As Deshraj’s men assault Heera, Bhanupratap recovers and came to his son’s rescue. He reveals that the kheer had been poisoned by Deshraj himself. The father-son duo beat up Deshraj and his men until Deshraj confesses to his crime. Finally, with the family reuniting, Bhanupratap embraces Heera in front of all their relatives.

==Production==
The film was initially to be directed by Vikraman, the director of Surya Vamsam (1997) with R. B. Choudary of Super Good Films and G. Adiseshagiri Rao of Padmalaya Studios as the producers. Songs were recorded and composed by Anu Malik at various places in Chennai including at the White House, Saligramam; V G P Video Studio at Mount Road; and The Residency. The film was planned to be shot in Rajasthan. Vikraman chose both looks for Amitabh Bachchan and a photoshoot occurred in Mumbai and AVM Studios, Chennai with Arthur A. Wilson as the cinematographer. After R. B. Choudary left the film, Vikraman mutually decided to leave the film also.
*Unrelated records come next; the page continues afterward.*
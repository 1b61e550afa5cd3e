use std::collections::BTreeMap;

use crate::models::Action;
use crate::store::collections::ACTIONS;
use crate::store::{Storage, StoreError};

use super::{decode, decode_all, encode};

pub async fn list_all(store: &dyn Storage) -> Result<BTreeMap<String, Action>, StoreError> {
    let records = store.get_all(ACTIONS).await?;
    decode_all(ACTIONS, records)
}

/// Actions of one workflow, by `order` then creation time.
pub async fn list_by_workflow(
    store: &dyn Storage,
    workflow_id: &str,
) -> Result<Vec<Action>, StoreError> {
    let mut actions: Vec<Action> = list_all(store)
        .await?
        .into_values()
        .filter(|action| action.workflow_id == workflow_id)
        .collect();
    actions.sort_by(|a, b| a.order.cmp(&b.order).then(a.created_at.cmp(&b.created_at)));
    Ok(actions)
}

pub async fn find_by_id(store: &dyn Storage, id: &str) -> Result<Option<Action>, StoreError> {
    store
        .get(ACTIONS, id)
        .await?
        .map(|value| decode(ACTIONS, id, value))
        .transpose()
}

pub async fn create(store: &dyn Storage, action: &Action) -> Result<(), StoreError> {
    store.set(ACTIONS, &action.id, encode(action)?).await
}

pub async fn update(store: &dyn Storage, action: &Action) -> Result<(), StoreError> {
    store.update(ACTIONS, &action.id, encode(action)?).await
}

pub async fn delete(store: &dyn Storage, id: &str) -> Result<(), StoreError> {
    store.remove(ACTIONS, id).await
}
Before working in Hindi language films, Soundarya had acted in a total of 65 South Indian films. Her brother Amarnath, who managed her career, stated that she always performed decorous roles and same would be the case in Bollywood. Soundarya said that she was excited when a role in the film was offered to her and to have got an opportunity to co-star with Amitabh Bachchan. Having studied Sanskrit, the actress added, she was quite comfortable with Hindi, and could read and write it. She also asked the viewers to be optimistic about the film, although the actress was a bit dubious about her role.

The film's muhurat ceremony was attended by a number of celebrities from the Telugu cinema, including Nagarjuna, Venkatesh, Vijaya Nirmala, and Naresh. Rekha lent her voice for actresses Jayasudha and Soundarya. The film was shot at Ramoji Film City, Hyderabad.

==Soundtrack ==

The film score was composed by Koti while the songs were composed by Anu Malik. The songs were written by Sameer.

 Sooryavansham (Original Motion Picture Soundtrack)

| # | Title | Singer(s) |
|---|---|---|
| 1. | "Chori Se Chori Se" | Amitabh Bachchan, Sonu Nigam, Jaspinder Narula |
| 2. | "Peepal Ke Patwa" | Sonu Nigam, Jaspinder Narula |
| 3. | "Dil Mere Tu Deewana Hai" | Kumar Sanu |
| 4. | "Sooryavansham" | Sonu Nigam |
| 5. | "Kore Kore Sapne" | Kumar Sanu, Anuradha Paudwal |
| 6. | "Dil Mere Tu Deewana Hai" (Sad) | Kumar Sanu |
| 7. | "Har Subah" | Kumar Sanu, K. S. Chithra |
| 8. | "Dil Mere Tu Deewana Hai" (Female) | K. S. Chithra |

==Reception==

===Box office===
In India, the film had box office collections of ₹6.67 crore nett and ₹11.42 crore gross. Overseas, the film collected $285,000, including £53,000 in the United Kingdom. Worldwide, the film grossed ₹12.65 crore. The film was a success in Rajasthan, where the joint family concept was prevalent, but ran below average in Maharashtra. Vikraman attributed the film's failure to the cast and crew making it feel like a Telugu film. The film became successful through satellite television recasts.